The Black Death, 1348

Daniel Defoe, the author of Robinson Crusoe, lived through a subsequent wave of the bubonic plague as it attacked London in 1722  His journal not only provides insight to his encounter with the plague but provides parallels and perhaps pointers for our own experiences with COVID-19.

What Can Daniel Defoe’s “Plague Year” Teach Us About Coronavirus?

And, of course, the diary of Anne Frank has made us all aware of the humanity of people who suffered through the holocaust of World War II.  You can read more about her here as well as discover other diaries written by young people during that era. 

The diary

Explain

Reading Primary Sources

You’ve just read excerpts from four very different primary sources describing the unique times the writers experienced.  Which one touched you the most?  Which one described a period in history you would like to know more about?  

The following link includes a variety of contemporary sources from 1898 when the bubonic plague reached San Francisco.  

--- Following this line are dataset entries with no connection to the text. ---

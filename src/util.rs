use crate::MkTorrentError;
use conv::ValueFrom;
use log::{debug, warn};
use std::borrow::Cow;
use std::ffi::OsStr;
use std::fs;
use std::io::{BufWriter, Write};
use std::path::{Path, PathBuf};

// names of files that some platforms drop into directories on their own
const HOUSEKEEPING_FILES: [&str; 2] = ["Thumbs.db", "desktop.ini"];

pub(crate) fn u64_to_usize(src: u64) -> Result<usize, MkTorrentError> {
    usize::value_from(src).map_err(|_| {
        MkTorrentError::FailedNumericConv(Cow::Owned(format!("[{}] does not fit into usize.", src)))
    })
}

pub(crate) fn usize_to_u64(src: usize) -> Result<u64, MkTorrentError> {
    u64::value_from(src).map_err(|_| {
        MkTorrentError::FailedNumericConv(Cow::Owned(format!("[{}] does not fit into u64.", src)))
    })
}

// raw bytes of a path component
//
// on non-unix platforms the component has to be valid unicode
pub(crate) fn os_str_to_bytes(src: &OsStr) -> Result<Vec<u8>, MkTorrentError> {
    #[cfg(unix)]
    {
        use std::os::unix::ffi::OsStrExt;
        Ok(src.as_bytes().to_vec())
    }

    #[cfg(not(unix))]
    {
        match src.to_str() {
            Some(s) => Ok(s.as_bytes().to_vec()),
            None => Err(MkTorrentError::TorrentBuilderFailure(Cow::Owned(format!(
                "path component [{:?}] is not valid unicode.",
                src
            )))),
        }
    }
}

pub(crate) fn last_component<P>(path: P) -> Result<Vec<u8>, MkTorrentError>
where
    P: AsRef<Path>,
{
    let path = path.as_ref();
    match path.file_name() {
        Some(s) => os_str_to_bytes(s),
        None => Err(MkTorrentError::TorrentBuilderFailure(Cow::Owned(format!(
            "[{}] has no last component.",
            path.display()
        )))),
    }
}

// hidden entries (.DS_Store, .git, ...) and well-known housekeeping
// files are never shared
pub(crate) fn is_housekeeping(name: &OsStr) -> bool {
    let name = name.to_string_lossy();
    name.starts_with('.')
        || HOUSEKEEPING_FILES
            .iter()
            .any(|f| f.eq_ignore_ascii_case(&name))
}

// this method is recursive, i.e. entries in subdirectories
// are also returned
//
// housekeeping entries and symlinked directories are ignored,
// symlinked files are followed
//
// returned vec is sorted by path
pub(crate) fn list_dir<P>(path: P) -> Result<Vec<(PathBuf, u64)>, MkTorrentError>
where
    P: AsRef<Path>,
{
    let mut entries = Vec::new();
    walk_dir(path.as_ref(), &mut entries)?;
    entries.sort_by(|(p1, _), (p2, _)| p1.cmp(p2));
    Ok(entries)
}

fn walk_dir(path: &Path, entries: &mut Vec<(PathBuf, u64)>) -> Result<(), MkTorrentError> {
    for entry in path.read_dir()? {
        let entry = entry?;
        let path = entry.path();

        if is_housekeeping(&entry.file_name()) {
            debug!("skipping housekeeping entry [{}]", path.display());
            continue;
        }

        let is_symlink = entry.file_type()?.is_symlink();
        let metadata = path.metadata()?;

        if metadata.is_dir() {
            if is_symlink {
                warn!("skipping symlinked directory [{}]", path.display());
            } else {
                walk_dir(&path, entries)?;
            }
        } else if metadata.is_file() {
            entries.push((path, metadata.len()));
        } else {
            debug!("skipping special file [{}]", path.display());
        }
    }

    Ok(())
}

// Write to `path` through a temporary sibling file that is renamed into
// place once `write` succeeds. A failed write leaves no file behind.
pub(crate) fn write_atomically<P, F>(path: P, write: F) -> Result<(), MkTorrentError>
where
    P: AsRef<Path>,
    F: FnOnce(&mut BufWriter<&fs::File>) -> Result<(), MkTorrentError>,
{
    let path = path.as_ref();
    let file_name = path.file_name().ok_or_else(|| {
        MkTorrentError::TorrentBuilderFailure(Cow::Owned(format!(
            "[{}] is not a valid output file path.",
            path.display()
        )))
    })?;
    let mut tmp_name = std::ffi::OsString::from(".");
    tmp_name.push(file_name);
    tmp_name.push(format!(".{}.tmp", std::process::id()));
    let tmp_path = path.with_file_name(tmp_name);

    let result = (|| -> Result<(), MkTorrentError> {
        let file = fs::File::create(&tmp_path)?;
        {
            let mut writer = BufWriter::new(&file);
            write(&mut writer)?;
            writer.flush()?;
        }
        file.sync_all()?;
        fs::rename(&tmp_path, path)?;
        Ok(())
    })();

    if result.is_err() {
        // the temporary file may or may not exist at this point
        let _ = fs::remove_file(&tmp_path);
    }
    result
}

#[cfg(test)]
pub(crate) mod test_util {
    use rand::Rng;
    use std::fs;
    use std::path::{Path, PathBuf};

    // a fresh, empty scratch directory under the system temp dir
    pub(crate) fn scratch_dir() -> PathBuf {
        let dir = std::env::temp_dir().join(format!(
            "mktorrent-unit-{}",
            rand::thread_rng().gen::<u64>()
        ));
        fs::create_dir_all(&dir).unwrap();
        dir
    }

    pub(crate) fn write_file<P>(root: P, relative: &str, content: &[u8]) -> PathBuf
    where
        P: AsRef<Path>,
    {
        let path = root.as_ref().join(relative);
        if let Some(parent) = path.parent() {
            fs::create_dir_all(parent).unwrap();
        }
        fs::write(&path, content).unwrap();
        path
    }
}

Bubonic Plague in Chinatown

Skim through a couple of the articles.  Does anything sound familiar to the kind of unsound theories people share today?

Elaborate

Now it’s time to write your own first-hand account of living through a pandemic.

Journal Writing: A Short Course

This link will help you get started writing.  Set aside a time of day to write – it doesn’t have to be for long – fifteen minutes is fine.  

Here are more tips on writing in a journal. 

18 Life-Changing Tips For Keeping A Journal

Think about how your experience of sheltering in place has changed over time.  How do you feel now compared to the end of March?  How has this affected the people you know and care about?  Write about it.

Extend

Types of journals and other types of writing

Nature journal:
While your own feelings and experience are important, you can also write about what you observe.  For the first time for many of us, we have the opportunity to observe the natural world over an extended period of time. Keep a nature journal where you note how many different birds you see or identify the trees in your yard.  (http://leafsnap.com/ is an app that will help you identify leaves.) 

Journaling in the Natural World – Freelanced Writing

Dream journal:
Many of us are having unusually vivid dreams during this pandemic. The pandemic is giving people vivid, unusual dreams. Here’s why.

Keep a dream journal where you record what you’ve dreamed of.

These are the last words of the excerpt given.